===== Records

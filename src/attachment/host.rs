//! Content host adapters for attachment uploads

use super::{AttachmentError, PersistedDescriptor, StagedFile};
use async_trait::async_trait;
use reqwest::multipart::{Form, Part};
use reqwest::Client;
use serde::Deserialize;
use std::fmt;
use std::time::Duration;

pub const DEFAULT_UPLOAD_URL: &str = "https://upload.imagekit.io/api/v1/files/upload";

/// External host that stores the raw attachment and returns a durable URL
#[async_trait]
pub trait AttachmentHost: Send + Sync {
    async fn upload(&self, file: &StagedFile) -> Result<PersistedDescriptor, AttachmentError>;
}

/// Server-signed uploads: a backend endpoint signs, the client uploads directly
pub struct ImageKitHost {
    client: Client,
    auth_endpoint: String,
    upload_url: String,
    public_key: String,
}

impl ImageKitHost {
    pub fn new(
        auth_endpoint: impl Into<String>,
        upload_url: impl Into<String>,
        public_key: impl Into<String>,
    ) -> Result<Self, AttachmentError> {
        let client = Client::builder()
            .timeout(Duration::from_secs(120))
            .build()
            .map_err(|e| AttachmentError::Upload(format!("Failed to create HTTP client: {e}")))?;
        Ok(Self {
            client,
            auth_endpoint: auth_endpoint.into(),
            upload_url: upload_url.into(),
            public_key: public_key.into(),
        })
    }

    async fn authenticate(&self) -> Result<UploadToken, AttachmentError> {
        let response = self
            .client
            .post(&self.auth_endpoint)
            .json(&serde_json::json!({}))
            .send()
            .await
            .map_err(|e| AttachmentError::Auth(format!("Authentication request failed: {e}")))?;

        let status = response.status();
        if !status.is_success() {
            let body = response.text().await.unwrap_or_default();
            return Err(AttachmentError::Auth(format!(
                "Request failed: {}: {body}",
                status.as_u16()
            )));
        }

        response
            .json::<UploadToken>()
            .await
            .map_err(|e| AttachmentError::Auth(format!("Invalid signing response: {e}")))
    }
}

#[async_trait]
impl AttachmentHost for ImageKitHost {
    async fn upload(&self, file: &StagedFile) -> Result<PersistedDescriptor, AttachmentError> {
        let token = self.authenticate().await?;

        let part = Part::bytes(file.bytes.clone())
            .file_name(file.file_name.clone())
            .mime_str(&file.mime_type)
            .map_err(|e| AttachmentError::Upload(format!("Invalid MIME type: {e}")))?;
        let form = Form::new()
            .part("file", part)
            .text("fileName", file.file_name.clone())
            .text("useUniqueFileName", "true")
            .text("publicKey", self.public_key.clone())
            .text("signature", token.signature)
            .text("expire", token.expire.to_string())
            .text("token", token.token);

        let response = self
            .client
            .post(&self.upload_url)
            .multipart(form)
            .send()
            .await
            .map_err(|e| AttachmentError::Upload(format!("Upload request failed: {e}")))?;

        let status = response.status();
        if !status.is_success() {
            let body = response.text().await.unwrap_or_default();
            let message = serde_json::from_str::<HostErrorResponse>(&body)
                .map_or(body, |r| r.message);
            return Err(AttachmentError::Upload(format!(
                "HTTP {}: {message}",
                status.as_u16()
            )));
        }

        let uploaded: UploadResponse = response
            .json()
            .await
            .map_err(|e| AttachmentError::Upload(format!("Invalid upload response: {e}")))?;

        tracing::info!(file_id = %uploaded.file_id, url = %uploaded.url, "Attachment uploaded");
        Ok(PersistedDescriptor {
            url: uploaded.url,
            id: uploaded.file_id,
        })
    }
}

/// Host used when no upload endpoint is configured; every upload fails
pub struct UnconfiguredHost;

#[async_trait]
impl AttachmentHost for UnconfiguredHost {
    async fn upload(&self, _file: &StagedFile) -> Result<PersistedDescriptor, AttachmentError> {
        Err(AttachmentError::Upload(
            "No attachment host configured".to_string(),
        ))
    }
}

#[derive(Debug, Deserialize)]
struct UploadToken {
    signature: String,
    expire: Expire,
    token: String,
}

/// Signing backends disagree on whether `expire` is a number or a string
#[derive(Debug, Deserialize)]
#[serde(untagged)]
enum Expire {
    Number(i64),
    Text(String),
}

impl fmt::Display for Expire {
    fn fmt(&self, f: &mut fmt::Formatter<'_>) -> fmt::Result {
        match self {
            Expire::Number(n) => write!(f, "{n}"),
            Expire::Text(s) => f.write_str(s),
        }
    }
}

#[derive(Debug, Deserialize)]
#[serde(rename_all = "camelCase")]
struct UploadResponse {
    file_id: String,
    url: String,
}

#[derive(Debug, Deserialize)]
struct HostErrorResponse {
    message: String,
}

==========

Instructions to follow →
The answer should be the complete set of records, printed exactly.

Task result →
filename src/attachment/host.rs
//! Content host adapters for attachment uploads

use super::{AttachmentError, PersistedDescriptor, StagedFile};
use async_trait::async_trait;
use reqwest::multipart::{Form, Part};
use reqwest::Client;
use serde::Deserialize;
use std::fmt;
use std::time::Duration;

pub const DEFAULT_UPLOAD_URL: &str = "https://upload.imagekit.io/api/v1/files/upload";

/// External host that stores the raw attachment and returns a durable URL
#[async_trait]
pub trait AttachmentHost: Send + Sync {
    async fn upload(&self, file: &StagedFile) -> Result<PersistedDescriptor, AttachmentError>;
}

/// Server-signed uploads: a backend endpoint signs, the client uploads directly
pub struct ImageKitHost {
    client: Client,
    auth_endpoint: String,
    upload_url: String,
    public_key: String,
}

impl ImageKitHost {
    pub fn new(
        auth_endpoint: impl Into<String>,
        upload_url: impl Into<String>,
        public_key: impl Into<String>,
    ) -> Result<Self, AttachmentError> {
        let client = Client::builder()
            .timeout(Duration::from_secs(120))
            .build()
            .map_err(|e| AttachmentError::Upload(format!("Failed to create HTTP client: {e}")))?;
        Ok(Self {
            client,
            auth_endpoint: auth_endpoint.into(),
            upload_url: upload_url.into(),
            public_key: public_key.into(),
        })
    }

    async fn authenticate(&self) -> Result<UploadToken, AttachmentError> {
        let response = self
            .client
            .post(&self.auth_endpoint)
            .json(&serde_json::json!({}))
            .send()
            .await
            .map_err(|e| AttachmentError::Auth(format!("Authentication request failed: {e}")))?;

        let status = response.status();
        if !status.is_success() {
            let body = response.text().await.unwrap_or_default();
            return Err(AttachmentError::Auth(format!(
                "Request failed: {}: {body}",
                status.as_u16()
            )));
        }

        response
            .json::<UploadToken>()
            .await
            .map_err(|e| AttachmentError::Auth(format!("Invalid signing response: {e}")))
    }
}

#[async_trait]
impl AttachmentHost for ImageKitHost {
    async fn upload(&self, file: &StagedFile) -> Result<PersistedDescriptor, AttachmentError> {
        let token = self.authenticate().await?;

        let part = Part::bytes(file.bytes.clone())
            .file_name(file.file_name.clone())
            .mime_str(&file.mime_type)
            .map_err(|e| AttachmentError::Upload(format!("Invalid MIME type: {e}")))?;
        let form = Form::new()
            .part("file", part)
            .text("fileName", file.file_name.clone())
            .text("useUniqueFileName", "true")
            .text("publicKey", self.public_key.clone())
            .text("signature", token.signature)
            .text("expire", token.expire.to_string())
            .text("token", token.token);

        let response = self
            .client
            .post(&self.upload_url)
            .multipart(form)
            .send()
            .await
            .map_err(|e| AttachmentError::Upload(format!("Upload request failed: {e}")))?;

        let status = response.status();
        if !status.is_success() {
            let body = response.text().await.unwrap_or_default();
            let message = serde_json::from_str::<HostErrorResponse>(&body)
                .map_or(body, |r| r.message);
            return Err(AttachmentError::Upload(format!(
                "HTTP {}: {message}",
                status.as_u16()
            )));
        }

        let uploaded: UploadResponse = response
            .json()
            .await
            .map_err(|e| AttachmentError::Upload(format!("Invalid upload response: {e}")))?;

        tracing::info!(file_id = %uploaded.file_id, url = %uploaded.url, "Attachment uploaded");
        Ok(PersistedDescriptor {
            url: uploaded.url,
            id: uploaded.file_id,
        })
    }
}

/// Host used when no upload endpoint is configured; every upload fails
pub struct UnconfiguredHost;

#[async_trait]
impl AttachmentHost for UnconfiguredHost {
    async fn upload(&self, _file: &StagedFile) -> Result<PersistedDescriptor, AttachmentError> {
        Err(AttachmentError::Upload(
            "No attachment host configured".to_string(),
        ))
    }
}

#[derive(Debug, Deserialize)]
struct UploadToken {
    signature: String,
    expire: Expire,
    token: String,
}

/// Signing backends disagree on whether `expire` is a number or a string
#[derive(Debug, Deserialize)]
#[serde(untagged)]
enum Expire {
    Number(i64),
    Text(String),
}

impl fmt::Display for Expire {
    fn fmt(&self, f: &mut fmt::Formatter<'_>) -> fmt::Result {
        match self {
            Expire::Number(n) => write!(f, "{n}"),
            Expire::Text(s) => f.write_str(s),
        }
    }
}

#[derive(Debug, Deserialize)]
#[serde(rename_all = "camelCase")]
struct UploadResponse {
    file_id: String,
    url: String,
}

#[derive(Debug, Deserialize)]
struct HostErrorResponse {
    message: String,
}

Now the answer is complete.